According to the study's findings, 18 percent of the corporate leaders surveyed are in a position to transform the market -- 15 percent view sustainability as a competitive advantage and the other 3 percent are actually driving their entire businesses through this value-driven lens.
Over the next three years, more companies see themselves as entering this top tier, with nearly a third of the sample aiming to be market leaders in sustainability. The report found that by early 2009, but perhaps sooner, American businesses will have reached a tipping point in embracing green as a cornerstone of their corporate philosophy. At that point, 82 percent of the companies will have greened at least 16 percent of their building stock.
Rising energy costs were identified as a fundamental driver of green building in corporate America, with an overwhelming 75 percent of participants listing that trend as a major motivator. Haeberle concurs, "These results show us that the market can only grow for more efficient, clean-energy technologies, particularly as they relate to building design and operation."
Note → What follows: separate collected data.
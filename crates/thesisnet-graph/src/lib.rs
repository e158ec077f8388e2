#![forbid(unsafe_code)]
//! thesisnet-graph library.
//!
//! People graphs built from author → supervisor relations, centrality
//! metrics, Louvain communities and report output.
//!
//! ```text
//! RelationSet (thesisnet-core)
//!        ↓  graph::build_undirected() / graph::build_directed()
//! UndirectedGraph / DirectedGraph
//!        ↓  metrics::centrality() / metrics::communities()
//! Vec<RankedScore> / Partition
//!        ↓  export::ReportWriter
//! outputs/{static,interactive}/…
//! ```
//!
//! # Conventions
//!
//! - **Errors**: `thiserror` enums carrying an [`ErrorCode`](thesisnet_core::error::ErrorCode).
//! - **Logging**: Use `tracing` macros (`info!`, `warn!`, `error!`, `debug!`, `trace!`).

pub mod export;
pub mod graph;
pub mod metrics;

pub use export::{ExportError, Manifest, NodeLinkGraph, ReportPlan, ReportWriter, write_report};
pub use graph::{DirectedGraph, GraphStats, UndirectedGraph, build_directed, build_undirected};
pub use metrics::{MetricError, MetricKind, Partition, RankedScore, centrality, communities};
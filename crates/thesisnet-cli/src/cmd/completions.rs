//! `thesisnet completions` prints a shell completion script.

use clap::Args;
use clap_complete::Shell;

#[derive(Args, Debug)]
pub struct CompletionsArgs {
    /// Shell to generate for.
    #[arg(value_enum)]
    pub shell: Shell,
}

/// Write the script for `shell` to stdout. Needs no config or input.
pub fn run_completions(shell: Shell, command: &mut clap::Command) -> anyhow::Result<()> {
    let bin = command.get_name().to_string();
    clap_complete::generate(shell, command, bin, &mut std::io::stdout().lock());
    Ok(())
}
use anyhow::{Context, Result};
use serde::{Deserialize, Serialize};
use std::path::{Path, PathBuf};

use crate::clean::{AmbiguityPolicy, Cleaner};
use crate::names::MatchRule;

/// File name looked up in the working directory when `--config` is absent.
pub const CONFIG_FILE: &str = "thesisnet.toml";

#[derive(Debug, Clone, Default, PartialEq, Serialize, Deserialize)]
pub struct ProjectConfig {
    #[serde(default)]
    pub input: InputConfig,
    #[serde(default)]
    pub output: OutputConfig,
    #[serde(default)]
    pub names: NamesConfig,
    #[serde(default)]
    pub metrics: MetricsConfig,
}

#[derive(Debug, Clone, PartialEq, Eq, Serialize, Deserialize)]
pub struct InputConfig {
    #[serde(default = "default_input_path")]
    pub path: PathBuf,
}

impl Default for InputConfig {
    fn default() -> Self {
        Self {
            path: default_input_path(),
        }
    }
}

#[derive(Debug, Clone, PartialEq, Eq, Serialize, Deserialize)]
pub struct OutputConfig {
    #[serde(default = "default_output_dir")]
    pub dir: PathBuf,
    #[serde(default = "default_top")]
    pub top: usize,
}

impl Default for OutputConfig {
    fn default() -> Self {
        Self {
            dir: default_output_dir(),
            top: default_top(),
        }
    }
}

#[derive(Debug, Clone, Copy, Default, PartialEq, Eq, Serialize, Deserialize)]
pub struct NamesConfig {
    #[serde(default)]
    pub match_rule: MatchRule,
    #[serde(default)]
    pub ambiguity: AmbiguityPolicy,
}

impl NamesConfig {
    #[must_use]
    pub const fn cleaner(&self) -> Cleaner {
        Cleaner::new(self.match_rule, self.ambiguity)
    }
}

/// Metric names per graph flavour. Validated when the report runs.
#[derive(Debug, Clone, PartialEq, Eq, Serialize, Deserialize)]
pub struct MetricsConfig {
    #[serde(default = "default_undirected_metrics")]
    pub undirected: Vec<String>,
    #[serde(default = "default_directed_metrics")]
    pub directed: Vec<String>,
}

impl Default for MetricsConfig {
    fn default() -> Self {
        Self {
            undirected: default_undirected_metrics(),
            directed: default_directed_metrics(),
        }
    }
}

/// Load `path` if it exists, falling back to defaults otherwise.
///
/// # Errors
///
/// Returns an error if the file exists but cannot be read or parsed.
pub fn load_config(path: &Path) -> Result<ProjectConfig> {
    if !path.exists() {
        return Ok(ProjectConfig::default());
    }

    let content = std::fs::read_to_string(path)
        .with_context(|| format!("Failed to read {}", path.display()))?;

    toml::from_str::<ProjectConfig>(&content)
        .with_context(|| format!("Failed to parse {}", path.display()))
}

/// Load `thesisnet.toml` from `project_root`.
///
/// # Errors
///
/// See [`load_config`].
pub fn load_project_config(project_root: &Path) -> Result<ProjectConfig> {
    load_config(&project_root.join(CONFIG_FILE))
}

fn default_input_path() -> PathBuf {
    PathBuf::from("data/thesis.json")
}

fn default_output_dir() -> PathBuf {
    PathBuf::from("outputs")
}

const fn default_top() -> usize {
    10
}

fn default_undirected_metrics() -> Vec<String> {
    ["degree", "betweenness", "closeness"]
        .into_iter()
        .map(str::to_string)
        .collect()
}

fn default_directed_metrics() -> Vec<String> {
    ["degree", "betweenness", "closeness", "in-degree"]
        .into_iter()
        .map(str::to_string)
        .collect()
}
//! Betweenness centrality via Brandes' algorithm.
//!
//! # Overview
//!
//! Betweenness measures how often a person lies on shortest paths between
//! two other people. High-betweenness people bridge otherwise separate
//! groups of co-supervisors.
//!
//! # Algorithm
//!
//! Brandes (2001) for unweighted graphs:
//!
//! 1. For each source `s`, BFS to get shortest-path counts and distances.
//! 2. Accumulate dependencies in reverse BFS order.
//! 3. Sum dependencies across all sources.
//!
//! Complexity: O(V * E).
//!
//! # Normalization
//!
//! Scores are divided by `(n - 1)(n - 2)` when `n > 2`. Undirected graphs
//! visit every pair from both ends, so the same factor yields the usual
//! `2 / ((n - 1)(n - 2))` normalization there. Graphs with two nodes or
//! fewer are left unscaled (every score is zero anyway).

use std::collections::{HashMap, VecDeque};

use petgraph::EdgeType;
use petgraph::graph::NodeIndex;
use tracing::instrument;

use crate::graph::build::PersonGraph;

/// Normalized betweenness for every node.
#[must_use]
#[instrument(skip(g), fields(nodes = g.node_count(), edges = g.edge_count()))]
#[allow(clippy::cast_precision_loss)]
pub fn betweenness_centrality<Ty: EdgeType>(g: &PersonGraph<Ty>) -> HashMap<String, f64> {
    let graph = &g.graph;
    let n = graph.node_count();

    if n == 0 {
        return HashMap::new();
    }

    let mut cb: Vec<f64> = vec![0.0; n];

    for s in graph.node_indices() {
        let si = s.index();

        // Nodes in discovery order; popped farthest first.
        let mut stack: Vec<NodeIndex> = Vec::with_capacity(n);
        let mut predecessors: Vec<Vec<NodeIndex>> = vec![Vec::new(); n];

        let mut sigma: Vec<f64> = vec![0.0; n];
        sigma[si] = 1.0;

        let mut dist: Vec<i64> = vec![-1; n];
        dist[si] = 0;

        let mut queue: VecDeque<NodeIndex> = VecDeque::new();
        queue.push_back(s);

        while let Some(v) = queue.pop_front() {
            let vi = v.index();
            stack.push(v);

            // Outgoing when directed, all neighbours when undirected.
            for w in graph.neighbors(v) {
                let wi = w.index();

                if dist[wi] < 0 {
                    dist[wi] = dist[vi] + 1;
                    queue.push_back(w);
                }

                if dist[wi] == dist[vi] + 1 {
                    sigma[wi] += sigma[vi];
                    predecessors[wi].push(v);
                }
            }
        }

        let mut delta: Vec<f64> = vec![0.0; n];

        while let Some(w) = stack.pop() {
            let wi = w.index();

            for &v in &predecessors[wi] {
                let vi = v.index();
                if sigma[wi] > 0.0 {
                    delta[vi] += (sigma[vi] / sigma[wi]) * (1.0 + delta[wi]);
                }
            }

            if wi != si {
                cb[wi] += delta[wi];
            }
        }
    }

    let scale = if n > 2 {
        1.0 / ((n - 1) * (n - 2)) as f64
    } else {
        1.0
    };

    graph
        .node_indices()
        .map(|idx| (graph[idx].clone(), cb[idx.index()] * scale))
        .collect()
}

// ---------------------------------------------------------------------------
// Tests
// ---------------------------------------------------------------------------

#[cfg(test)]
mod tests {
    use super::*;
    use crate::graph::build::{DirectedGraph, UndirectedGraph};

    fn close(a: f64, b: f64) -> bool {
        (a - b).abs() < 1e-10
    }

    #[test]
    fn empty_graph_returns_empty() {
        let g = UndirectedGraph::from_edges(std::iter::empty());
        assert!(betweenness_centrality(&g).is_empty());
    }

    #[test]
    fn single_edge_is_zero() {
        let g = UndirectedGraph::from_edges([("A", "B")]);
        let bc = betweenness_centrality(&g);
        assert!(close(bc["A"], 0.0));
        assert!(close(bc["B"], 0.0));
    }

    #[test]
    fn undirected_path_middle_is_one() {
        // A - B - C: B is on the only A..C path, normalized to 1.0.
        let g = UndirectedGraph::from_edges([("A", "B"), ("B", "C")]);
        let bc = betweenness_centrality(&g);
        assert!(close(bc["A"], 0.0));
        assert!(close(bc["B"], 1.0), "got {}", bc["B"]);
        assert!(close(bc["C"], 0.0));
    }

    #[test]
    fn directed_path_middle_is_half() {
        // A → B → C: only A→C passes through B; 1 / ((3-1)(3-2)).
        let g = DirectedGraph::from_edges([("A", "B"), ("B", "C")]);
        let bc = betweenness_centrality(&g);
        assert!(close(bc["B"], 0.5), "got {}", bc["B"]);
    }

    #[test]
    fn star_center_bridges_every_pair() {
        let g = UndirectedGraph::from_edges([("A", "S"), ("B", "S"), ("C", "S"), ("D", "S")]);
        let bc = betweenness_centrality(&g);
        assert!(close(bc["S"], 1.0));
        for leaf in ["A", "B", "C", "D"] {
            assert!(close(bc[leaf], 0.0), "{leaf} = {}", bc[leaf]);
        }
    }

    #[test]
    fn directed_star_into_sink_is_zero() {
        // Every author points at one supervisor; no path passes through anyone.
        let g = DirectedGraph::from_edges([("A", "S"), ("B", "S"), ("C", "S")]);
        for score in betweenness_centrality(&g).values() {
            assert!(close(*score, 0.0));
        }
    }

    #[test]
    fn diamond_splits_between_parallel_paths() {
        // A - B - D and A - C - D: B and C each carry half of A..D.
        let g = UndirectedGraph::from_edges([("A", "B"), ("A", "C"), ("B", "D"), ("C", "D")]);
        let bc = betweenness_centrality(&g);
        assert!(close(bc["B"], bc["C"]));
        // raw(B) = 0.5 for A..D, counted from both ends, scaled by 1/6.
        assert!(close(bc["B"], 1.0 / 6.0), "got {}", bc["B"]);
    }

    #[test]
    fn disconnected_pairs_are_zero() {
        let g = UndirectedGraph::from_edges([("A", "B"), ("C", "D")]);
        for score in betweenness_centrality(&g).values() {
            assert!(close(*score, 0.0));
        }
    }
}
Among the other notable findings in the "Greening of Corporate America" report:
- Government and internal management are strong drivers of green activities.
- Risk concerns are no longer the primary reason for a company to move toward sustainable practices.
- 60 percent of CFOs see the market differentiation that sustainability activities and green building can provide their companies, with over half of other respondents seeing this same benefit.
- 63 percent of CEOs recognize the financial benefits of green building, and 67 percent of them see a specific operating cost benefit from green.
- 57 percent of respondents think green fosters innovation within their companies.